Atlantoaxial rotatory subluxation/fixation (AARS/F) is a rare cause of torticollis in children. The aim of our study is to investigate all possible clinical and radiological prognostic factors in children with AARS/F. We retrospectively reviewed all cervical spine CT scans of children with AARS/F treated in our Hospital over the last 15 years. AARS/F was classified according to Fielding and Hawkins classification and C1-C2 rotation-degree was calculated. Moreover, two orthopedic surgeons reviewed all clinical reports of these children. All patients were conservatively treated (cervical traction/neck collar). An early recovery was considered in patients with complete clinical/radiological healing at 3 months follow-up, while a late recovery was considered in patients with disease persistence or relapse at 3 months follow-up or earlier. Fifty-five patients with diagnosis of AARS/F were included in the study (mean age = 8.5 years old - 25F, 30M). In 9/55 subjects (16.4%), a late recovery was observed. The presence of a concomitant infection or inflammation in the head and neck region (Grisel's syndrome) was significantly associated with a late recovery (p < .001).

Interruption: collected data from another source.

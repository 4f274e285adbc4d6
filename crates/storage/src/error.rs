//! Error types for remote and local storage.

use std::path::PathBuf;

use thiserror::Error;

/// Result type for storage operations.
pub type StorageResult<T> = Result<T, StorageError>;

#[derive(Debug, Error)]
pub enum StorageError {
    /// The remote store has no object at this path
    #[error("Object not found: {0}")]
    NotFound(String),

    /// Any other remote failure (network, throttling, server error)
    #[error("Transport error for {path}: {message}")]
    Transport { path: String, message: String },

    #[error("Artifact already exists: {}", .0.display())]
    AlreadyExists(PathBuf),

    #[error("Invalid storage configuration: {0}")]
    Config(String),

    #[error("I/O error: {0}")]
    Io(#[from] std::io::Error),
}

impl StorageError {
    pub fn is_not_found(&self) -> bool {
        matches!(self, StorageError::NotFound(_))
    }
}
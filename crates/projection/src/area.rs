//! Area definitions: a projection plus the extent and shape of a pixel grid.
//!
//! An extent is given in projection meters as the outer edges of the corner
//! pixels, `(x_ll, y_ll, x_ur, y_ur)`. Row 0 is the northern edge, column 0
//! the western edge. Resolving a coordinate to a pixel follows the usual
//! nearest-pixel convention of satellite area definitions:
//!
//! ```text
//! col = floor((x - x_ll) / pixel_size_x)
//! row = floor((y_ur - y) / pixel_size_y)
//! ```
//!
//! The resulting [`PixelIndex`] is not clamped. Callers range-check it
//! against each grid they read from.

use serde::{Deserialize, Serialize};

use crate::error::{ProjectionError, ProjectionResult};
use crate::geostationary::Geostationary;

/// Half width of the AHI full-disk extent in projection meters.
pub const AHI_FULL_DISK_HALF_EXTENT: f64 = 5_500_000.0;

/// Outer edges of a grid in projection meters.
#[derive(Debug, Clone, Copy, PartialEq, Serialize, Deserialize)]
pub struct AreaExtent {
    pub x_ll: f64,
    pub y_ll: f64,
    pub x_ur: f64,
    pub y_ur: f64,
}

/// Integer pixel position; may lie outside any particular grid.
#[derive(Debug, Clone, Copy, PartialEq, Eq, Hash)]
pub struct PixelIndex {
    pub row: i64,
    pub col: i64,
}

impl PixelIndex {
    /// True if this index addresses a cell of a `rows x cols` grid.
    pub fn within(&self, rows: usize, cols: usize) -> bool {
        self.row >= 0 && self.col >= 0 && (self.row as u64) < rows as u64 && (self.col as u64) < cols as u64
    }
}

/// Geostationary area definition.
#[derive(Debug, Clone, PartialEq, Serialize, Deserialize)]
pub struct GeosArea {
    pub projection: Geostationary,
    pub extent: AreaExtent,
    /// Number of columns
    pub width: usize,
    /// Number of rows
    pub height: usize,
}

impl GeosArea {
    pub fn new(
        projection: Geostationary,
        extent: AreaExtent,
        width: usize,
        height: usize,
    ) -> ProjectionResult<Self> {
        if width == 0 || height == 0 {
            return Err(ProjectionError::InvalidArea(format!(
                "empty shape {}x{}",
                width, height
            )));
        }
        if !(extent.x_ur > extent.x_ll && extent.y_ur > extent.y_ll) {
            return Err(ProjectionError::InvalidArea(format!(
                "degenerate extent {:?}",
                extent
            )));
        }
        Ok(Self {
            projection,
            extent,
            width,
            height,
        })
    }

    /// AHI full disk with `pixels` rows and columns (5500 for 2 km bands).
    pub fn himawari_full_disk(longitude_origin: f64, pixels: usize) -> ProjectionResult<Self> {
        let half = AHI_FULL_DISK_HALF_EXTENT;
        Self::new(
            Geostationary::himawari(longitude_origin),
            AreaExtent {
                x_ll: -half,
                y_ll: -half,
                x_ur: half,
                y_ur: half,
            },
            pixels,
            pixels,
        )
    }

    /// The sub-area covered by the contiguous segments `first..=last` of a
    /// disk split into `total` horizontal stripes numbered from the north.
    pub fn segment_rows(&self, first: u8, last: u8, total: u8) -> ProjectionResult<Self> {
        if total == 0 || first == 0 || first > last || last > total {
            return Err(ProjectionError::InvalidArea(format!(
                "segments {}..={} of {}",
                first, last, total
            )));
        }
        if self.height % total as usize != 0 {
            return Err(ProjectionError::InvalidArea(format!(
                "{} rows do not split into {} segments",
                self.height, total
            )));
        }
        let rows_per_segment = self.height / total as usize;
        let pixel_y = self.pixel_size_y();
        let skipped = (first as usize - 1) * rows_per_segment;
        let height = (last - first + 1) as usize * rows_per_segment;

        let y_ur = self.extent.y_ur - skipped as f64 * pixel_y;
        let y_ll = y_ur - height as f64 * pixel_y;
        Self::new(
            self.projection,
            AreaExtent {
                y_ll,
                y_ur,
                ..self.extent
            },
            self.width,
            height,
        )
    }

    pub fn pixel_size_x(&self) -> f64 {
        (self.extent.x_ur - self.extent.x_ll) / self.width as f64
    }

    pub fn pixel_size_y(&self) -> f64 {
        (self.extent.y_ur - self.extent.y_ll) / self.height as f64
    }

    /// Nearest pixel containing the given coordinate.
    ///
    /// Returns None if the coordinate is not visible from the satellite; a
    /// visible coordinate outside the extent still yields an index, which
    /// then fails [`GeosArea::contains`].
    pub fn nearest_index(&self, lat_deg: f64, lon_deg: f64) -> Option<PixelIndex> {
        let (x, y) = self.projection.geo_to_xy(lon_deg, lat_deg)?;
        let col = ((x - self.extent.x_ll) / self.pixel_size_x()).floor();
        let row = ((self.extent.y_ur - y) / self.pixel_size_y()).floor();
        if !col.is_finite() || !row.is_finite() {
            return None;
        }
        Some(PixelIndex {
            row: row as i64,
            col: col as i64,
        })
    }

    pub fn contains(&self, index: PixelIndex) -> bool {
        index.within(self.height, self.width)
    }

    /// Geographic (lat, lon) of a pixel center; None for off-Earth pixels.
    pub fn pixel_center(&self, index: PixelIndex) -> Option<(f64, f64)> {
        let x = self.extent.x_ll + (index.col as f64 + 0.5) * self.pixel_size_x();
        let y = self.extent.y_ur - (index.row as f64 + 0.5) * self.pixel_size_y();
        self.projection.xy_to_geo(x, y).map(|(lon, lat)| (lat, lon))
    }
}

#[cfg(test)]
mod tests {
    use super::*;

    const BATAAN: (f64, f64) = (14.77083, 120.45537);

    #[test]
    fn test_bataan_full_disk_index() {
        let area = GeosArea::himawari_full_disk(140.7, 5500).unwrap();
        let idx = area.nearest_index(BATAAN.0, BATAAN.1).unwrap();
        assert_eq!(idx, PixelIndex { row: 1957, col: 1701 });
        assert!(area.contains(idx));
    }

    #[test]
    fn test_segment_sub_area() {
        let disk = GeosArea::himawari_full_disk(140.7, 5500).unwrap();
        let seg4 = disk.segment_rows(4, 4, 10).unwrap();
        assert_eq!(seg4.height, 550);
        assert_eq!(seg4.width, 5500);
        assert!((seg4.pixel_size_y() - 2000.0).abs() < 1e-6);

        let idx = seg4.nearest_index(BATAAN.0, BATAAN.1).unwrap();
        assert_eq!(idx, PixelIndex { row: 1957 - 1650, col: 1701 });
        assert!(seg4.contains(idx));
    }

    #[test]
    fn test_point_outside_loaded_segments() {
        let disk = GeosArea::himawari_full_disk(140.7, 5500).unwrap();
        let north = disk.segment_rows(1, 2, 10).unwrap();
        let idx = north.nearest_index(BATAAN.0, BATAAN.1).unwrap();
        assert!(idx.row >= north.height as i64);
        assert!(!north.contains(idx));
    }

    #[test]
    fn test_invisible_point_has_no_index() {
        let disk = GeosArea::himawari_full_disk(140.7, 5500).unwrap();
        // Atlantic Ocean, far side of the Earth
        assert!(disk.nearest_index(0.0, -30.0).is_none());
    }

    #[test]
    fn test_pixel_center_roundtrip() {
        let disk = GeosArea::himawari_full_disk(140.7, 5500).unwrap();
        let idx = disk.nearest_index(BATAAN.0, BATAAN.1).unwrap();
        let (lat, lon) = disk.pixel_center(idx).unwrap();
        // 2 km pixels near 15°N are well under 0.05°
        assert!((lat - BATAAN.0).abs() < 0.05);
        assert!((lon - BATAAN.1).abs() < 0.05);
        assert_eq!(disk.nearest_index(lat, lon), Some(idx));
    }

    #[test]
    fn test_invalid_areas() {
        let disk = GeosArea::himawari_full_disk(140.7, 5500).unwrap();
        assert!(disk.segment_rows(0, 1, 10).is_err());
        assert!(disk.segment_rows(3, 2, 10).is_err());
        assert!(disk.segment_rows(1, 11, 10).is_err());
        assert!(disk.segment_rows(1, 1, 7).is_err());
        assert!(GeosArea::himawari_full_disk(140.7, 0).is_err());
    }

    #[test]
    fn test_area_from_json() {
        let json = r#"{
            "projection": {
                "perspective_point_height": 35785863.0,
                "semi_major_axis": 6378137.0,
                "semi_minor_axis": 6356752.3,
                "longitude_origin": 140.7,
                "sweep": "y"
            },
            "extent": {"x_ll": -5500000.0, "y_ll": 3300000.0, "x_ur": 5500000.0, "y_ur": 4400000.0},
            "width": 5500,
            "height": 550
        }"#;
        let area: GeosArea = serde_json::from_str(json).unwrap();
        let disk = GeosArea::himawari_full_disk(140.7, 5500).unwrap();
        assert_eq!(area, disk.segment_rows(2, 2, 10).unwrap());
    }

    #[test]
    fn test_pixel_index_within() {
        let idx = PixelIndex { row: 2, col: 3 };
        assert!(idx.within(3, 4));
        assert!(!idx.within(2, 4));
        assert!(!PixelIndex { row: -1, col: 0 }.within(3, 4));
    }
}
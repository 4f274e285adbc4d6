//! Decode capability.
//!
//! Reading raw HSD segments and calibrating counts to brightness
//! temperature is delegated to an implementation of [`SceneDecoder`]. The
//! shipped [`CommandDecoder`] runs an external program and reads back what
//! it wrote into the group's workspace.
//!
//! # Decoder program protocol
//!
//! ```text
//! <program> [args..] --bands B14,B15 --output-dir <workspace> <file>...
//! ```
//!
//! The program writes one raw little-endian `f32` file per loaded band into
//! the output directory and prints a JSON manifest on stdout:
//!
//! ```json
//! {"bands": [{"band": "B14", "rows": 550, "cols": 5500,
//!             "data": "B14.f32", "area": { ... }}]}
//! ```
//!
//! Relative `data` paths are resolved against the output directory. A
//! requested band left out of the manifest, or whose data file is unusable,
//! was not loadable. The program is killed if it outlives its timeout or the
//! run is cancelled.

use std::collections::BTreeMap;
use std::fs;
use std::io::Read;
use std::path::{Path, PathBuf};
use std::process::{Child, Command, ExitStatus, Stdio};
use std::sync::atomic::{AtomicBool, Ordering};
use std::thread::{self, JoinHandle};
use std::time::{Duration, Instant};

use serde::Deserialize;
use thiserror::Error;
use tracing::{debug, instrument, warn};

use himawari_common::{Band, DecoderConfig};
use projection::{GeosArea, PixelIndex};

/// Errors reported by a decoder.
#[derive(Debug, Error)]
pub enum DecodeError {
    #[error("No requested band could be loaded")]
    NoBands,

    #[error("Failed to run decoder {program}: {message}")]
    Command { program: String, message: String },

    #[error("Decoder exited with {status}: {stderr}")]
    Exit { status: String, stderr: String },

    #[error("Malformed decoder manifest: {0}")]
    Manifest(String),

    #[error("Grid for {band} has {actual} values, expected {expected}")]
    Shape {
        band: Band,
        expected: usize,
        actual: usize,
    },

    #[error("Failed to read grid data {path}: {message}")]
    Data { path: PathBuf, message: String },

    #[error("Decoder killed after {0:?}")]
    Timeout(Duration),

    #[error("Decode cancelled")]
    Cancelled,
}

/// A 2-D array of calibrated values with its spatial reference.
#[derive(Debug, Clone, PartialEq)]
pub struct CalibratedGrid {
    pub band: Band,
    pub rows: usize,
    pub cols: usize,
    /// Row-major, row 0 northernmost
    pub values: Vec<f32>,
    pub area: GeosArea,
}

impl CalibratedGrid {
    pub fn new(
        band: Band,
        rows: usize,
        cols: usize,
        values: Vec<f32>,
        area: GeosArea,
    ) -> Result<Self, DecodeError> {
        let expected = rows.checked_mul(cols).ok_or_else(|| {
            DecodeError::Manifest(format!("{} grid of {} x {} is too large", band, rows, cols))
        })?;
        if values.len() != expected {
            return Err(DecodeError::Shape {
                band,
                expected,
                actual: values.len(),
            });
        }
        Ok(Self {
            band,
            rows,
            cols,
            values,
            area,
        })
    }

    /// Value at `index`, or None outside the grid.
    pub fn value_at(&self, index: PixelIndex) -> Option<f32> {
        if !index.within(self.rows, self.cols) {
            return None;
        }
        self.values
            .get(index.row as usize * self.cols + index.col as usize)
            .copied()
    }
}

/// Grids decoded for one observation, keyed by band.
#[derive(Debug, Clone, Default)]
pub struct Scene {
    grids: BTreeMap<Band, CalibratedGrid>,
}

impl Scene {
    pub fn new() -> Self {
        Self::default()
    }

    pub fn insert(&mut self, grid: CalibratedGrid) {
        self.grids.insert(grid.band, grid);
    }

    pub fn get(&self, band: Band) -> Option<&CalibratedGrid> {
        self.grids.get(&band)
    }

    pub fn len(&self) -> usize {
        self.grids.len()
    }

    pub fn is_empty(&self) -> bool {
        self.grids.is_empty()
    }

    /// First of `bands`, in the given order, that has a grid.
    pub fn first_loaded(&self, bands: &[Band]) -> Option<&CalibratedGrid> {
        bands.iter().find_map(|b| self.grids.get(b))
    }
}

impl FromIterator<CalibratedGrid> for Scene {
    fn from_iter<I: IntoIterator<Item = CalibratedGrid>>(iter: I) -> Self {
        let mut scene = Scene::new();
        for grid in iter {
            scene.insert(grid);
        }
        scene
    }
}

/// Turns decompressed segment files into calibrated grids.
pub trait SceneDecoder: Send + Sync {
    /// Decode `files` for the requested `bands`. `workdir` is a scratch
    /// directory removed after the observation is processed. Bands that
    /// cannot be loaded are simply absent from the returned scene. A
    /// long-running decode should give up with [`DecodeError::Cancelled`]
    /// once `cancel` is set.
    fn decode(
        &self,
        files: &[PathBuf],
        bands: &[Band],
        workdir: &Path,
        cancel: &AtomicBool,
    ) -> Result<Scene, DecodeError>;
}

/// Default limit on one decoder run.
pub const DEFAULT_DECODE_TIMEOUT: Duration = Duration::from_secs(600);

/// How often a running decoder is checked for timeout and cancellation.
const POLL_INTERVAL: Duration = Duration::from_millis(50);

/// Decoder backed by an external program.
#[derive(Debug, Clone)]
pub struct CommandDecoder {
    program: PathBuf,
    args: Vec<String>,
    timeout: Duration,
}

struct ProgramOutput {
    status: ExitStatus,
    stdout: Vec<u8>,
    stderr: Vec<u8>,
}

#[derive(Debug, Deserialize)]
struct Manifest {
    bands: Vec<ManifestBand>,
}

#[derive(Debug, Deserialize)]
struct ManifestBand {
    band: Band,
    rows: usize,
    cols: usize,
    data: PathBuf,
    area: GeosArea,
}

impl CommandDecoder {
    pub fn new(program: impl Into<PathBuf>, args: Vec<String>) -> Self {
        Self {
            program: program.into(),
            args,
            timeout: DEFAULT_DECODE_TIMEOUT,
        }
    }

    pub fn with_timeout(mut self, timeout: Duration) -> Self {
        self.timeout = timeout;
        self
    }

    pub fn timeout(&self) -> Duration {
        self.timeout
    }

    /// None if no program is configured.
    pub fn from_config(config: &DecoderConfig) -> Option<Self> {
        config.program.as_ref().map(|program| {
            Self::new(program.clone(), config.args.clone())
                .with_timeout(Duration::from_secs(config.timeout_secs))
        })
    }

    fn command_error(&self, e: std::io::Error) -> DecodeError {
        DecodeError::Command {
            program: self.program.display().to_string(),
            message: e.to_string(),
        }
    }

    /// Run the program to completion, killing it on timeout or cancellation.
    fn run(&self, mut cmd: Command, cancel: &AtomicBool) -> Result<ProgramOutput, DecodeError> {
        if cancel.load(Ordering::Relaxed) {
            return Err(DecodeError::Cancelled);
        }
        let mut child = cmd
            .stdin(Stdio::null())
            .stdout(Stdio::piped())
            .stderr(Stdio::piped())
            .spawn()
            .map_err(|e| self.command_error(e))?;

        // Pipes are drained concurrently so a chatty program never blocks
        let stdout = child.stdout.take().map(drain);
        let stderr = child.stderr.take().map(drain);

        let deadline = Instant::now() + self.timeout;
        let status = loop {
            match child.try_wait() {
                Ok(Some(status)) => break status,
                Ok(None) => {}
                Err(e) => {
                    kill(&mut child);
                    return Err(self.command_error(e));
                }
            }
            if cancel.load(Ordering::Relaxed) {
                kill(&mut child);
                return Err(DecodeError::Cancelled);
            }
            if Instant::now() >= deadline {
                kill(&mut child);
                warn!(timeout_secs = self.timeout.as_secs_f64(), "Decoder timed out, killed");
                return Err(DecodeError::Timeout(self.timeout));
            }
            thread::sleep(POLL_INTERVAL);
        };

        Ok(ProgramOutput {
            status,
            stdout: collect(stdout),
            stderr: collect(stderr),
        })
    }

    fn command(&self, files: &[PathBuf], bands: &[Band], workdir: &Path) -> Command {
        let band_list = bands
            .iter()
            .map(|b| b.to_string())
            .collect::<Vec<_>>()
            .join(",");

        let mut cmd = Command::new(&self.program);
        cmd.args(&self.args)
            .arg("--bands")
            .arg(band_list)
            .arg("--output-dir")
            .arg(workdir)
            .args(files);
        cmd
    }

    fn read_band(&self, entry: ManifestBand, workdir: &Path) -> Result<CalibratedGrid, DecodeError> {
        let path = if entry.data.is_absolute() {
            entry.data
        } else {
            workdir.join(entry.data)
        };
        let bytes = fs::read(&path).map_err(|e| DecodeError::Data {
            path: path.clone(),
            message: e.to_string(),
        })?;
        if bytes.len() % 4 != 0 {
            return Err(DecodeError::Data {
                path,
                message: format!("{} bytes is not a whole number of f32 values", bytes.len()),
            });
        }
        let values = bytes
            .chunks_exact(4)
            .map(|c| f32::from_le_bytes([c[0], c[1], c[2], c[3]]))
            .collect();
        CalibratedGrid::new(entry.band, entry.rows, entry.cols, values, entry.area)
    }
}

impl SceneDecoder for CommandDecoder {
    #[instrument(skip(self, files, workdir, cancel), fields(program = %self.program.display(), files = files.len()))]
    fn decode(
        &self,
        files: &[PathBuf],
        bands: &[Band],
        workdir: &Path,
        cancel: &AtomicBool,
    ) -> Result<Scene, DecodeError> {
        let output = self.run(self.command(files, bands, workdir), cancel)?;

        if !output.status.success() {
            return Err(DecodeError::Exit {
                status: output.status.to_string(),
                stderr: String::from_utf8_lossy(&output.stderr).trim().to_string(),
            });
        }

        let manifest: Manifest = serde_json::from_slice(&output.stdout)
            .map_err(|e| DecodeError::Manifest(e.to_string()))?;

        let mut scene = Scene::new();
        for entry in manifest.bands {
            if !bands.contains(&entry.band) {
                debug!(band = %entry.band, "Ignoring unrequested band");
                continue;
            }
            let band = entry.band;
            match self.read_band(entry, workdir) {
                Ok(grid) => scene.insert(grid),
                Err(e) => warn!(band = %band, error = %e, "Band not loaded"),
            }
        }
        debug!(loaded = scene.len(), "Decoded scene");
        Ok(scene)
    }
}

fn drain<R: Read + Send + 'static>(mut pipe: R) -> JoinHandle<Vec<u8>> {
    thread::spawn(move || {
        let mut buf = Vec::new();
        pipe.read_to_end(&mut buf).ok();
        buf
    })
}

fn collect(reader: Option<JoinHandle<Vec<u8>>>) -> Vec<u8> {
    reader.and_then(|r| r.join().ok()).unwrap_or_default()
}

/// Readers of a killed child's pipes are left detached; a grandchild may
/// still hold the pipes open.
fn kill(child: &mut Child) {
    child.kill().ok();
    child.wait().ok();
}
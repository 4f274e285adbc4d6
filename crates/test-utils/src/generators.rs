//! Generators for synthetic segment artifacts and grids.
//!
//! A synthetic segment artifact decompresses to the ASCII text of a single
//! brightness temperature, e.g. `300.15`. Synthetic decoders read that value
//! back and fill a whole segment with it, so tests can tell exactly which
//! files reached the decoder.

use std::fs;
use std::io::Write;
use std::path::{Path, PathBuf};

use bzip2::write::BzEncoder;
use flate2::write::GzEncoder;

use himawari_common::{ObjectKey, ProductSpec};

/// bzip2-compress a buffer.
pub fn compress_bz2(data: &[u8]) -> Vec<u8> {
    let mut encoder = BzEncoder::new(Vec::new(), bzip2::Compression::fast());
    encoder.write_all(data).expect("in-memory write");
    encoder.finish().expect("in-memory bzip2")
}

/// gzip-compress a buffer.
pub fn compress_gzip(data: &[u8]) -> Vec<u8> {
    let mut encoder = GzEncoder::new(Vec::new(), flate2::Compression::fast());
    encoder.write_all(data).expect("in-memory write");
    encoder.finish().expect("in-memory gzip")
}

/// Decompressed content of a synthetic segment holding `value`.
pub fn segment_payload(value: f32) -> Vec<u8> {
    format!("{}", value).into_bytes()
}

/// Compressed synthetic segment holding `value`.
pub fn segment_artifact(value: f32) -> Vec<u8> {
    compress_bz2(&segment_payload(value))
}

/// Write a synthetic artifact for `key` into `dir`, named as the archive
/// names it. Returns the written path.
pub fn write_segment_artifact(
    dir: &Path,
    product: &ProductSpec,
    key: ObjectKey,
    value: f32,
) -> PathBuf {
    let path = dir.join(key.filename(product));
    fs::write(&path, segment_artifact(value)).expect("write synthetic artifact");
    path
}

/// Row-major grid where the cell at (row, col) holds `col * 1000 + row`,
/// so a value read back identifies the pixel it came from.
pub fn create_test_grid(width: usize, height: usize) -> Vec<f32> {
    let mut data = Vec::with_capacity(width * height);
    for row in 0..height {
        for col in 0..width {
            data.push((col * 1000 + row) as f32);
        }
    }
    data
}

/// Little-endian f32 bytes, the raw grid format of decoder output files.
pub fn f32_le_bytes(values: &[f32]) -> Vec<u8> {
    values.iter().flat_map(|v| v.to_le_bytes()).collect()
}

#[cfg(test)]
mod tests {
    use super::*;
    use std::io::Read;

    #[test]
    fn test_grid_values_encode_position() {
        let grid = create_test_grid(100, 10);
        assert_eq!(grid.len(), 1000);
        // row 5, col 30
        assert_eq!(grid[5 * 100 + 30], 30_005.0);
        assert_eq!(grid[99], 99_000.0);
    }

    #[test]
    fn test_segment_artifact_decompresses_to_value() {
        let mut text = String::new();
        bzip2::read::BzDecoder::new(&segment_artifact(300.15)[..])
            .read_to_string(&mut text)
            .unwrap();
        assert_eq!(text.parse::<f32>().unwrap(), 300.15);
    }

    #[test]
    fn test_gzip_roundtrip() {
        let mut out = Vec::new();
        flate2::read::GzDecoder::new(&compress_gzip(b"abc")[..])
            .read_to_end(&mut out)
            .unwrap();
        assert_eq!(out, b"abc");
    }

    #[test]
    fn test_f32_le_bytes() {
        let bytes = f32_le_bytes(&[1.0, -2.5]);
        assert_eq!(bytes.len(), 8);
        assert_eq!(f32::from_le_bytes([bytes[4], bytes[5], bytes[6], bytes[7]]), -2.5);
    }
}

Also, the type of AARS/F (p = .019), according to the Fielding and Hawkins classification, and C1-C2 rotation-degree (p = .027) were significantly correlated with the recovery time. Conclusion: In patients with AARS/F, the presence of a concomitant infection/inflammation in the head and neck region is the most important prognostic factor and it is associated with a late recovery. The Fielding and Hawkins classification and C1-C2 rotation-degree well correlate with patients' recovery time. What is Known: • Atlantoaxial rotatory subluxation/fixation (AARS/F) is a rare cause of torticollis in children and CT is the most useful imaging tool for diagnosis and classification of AARS/F. • Conservative treatments are effective in the majority of pediatric patients with AARS/F. What is New: • The presence of a concomitant infection/inflammation in the head and neck region associated with AARS/F (Grisel's syndrome) is the most important prognostic factor and it is associated with a late recovery. • C1-C2 rotation-degrees, as well as Fielding and Hawkins classification system, well correlate with patients' recovery time.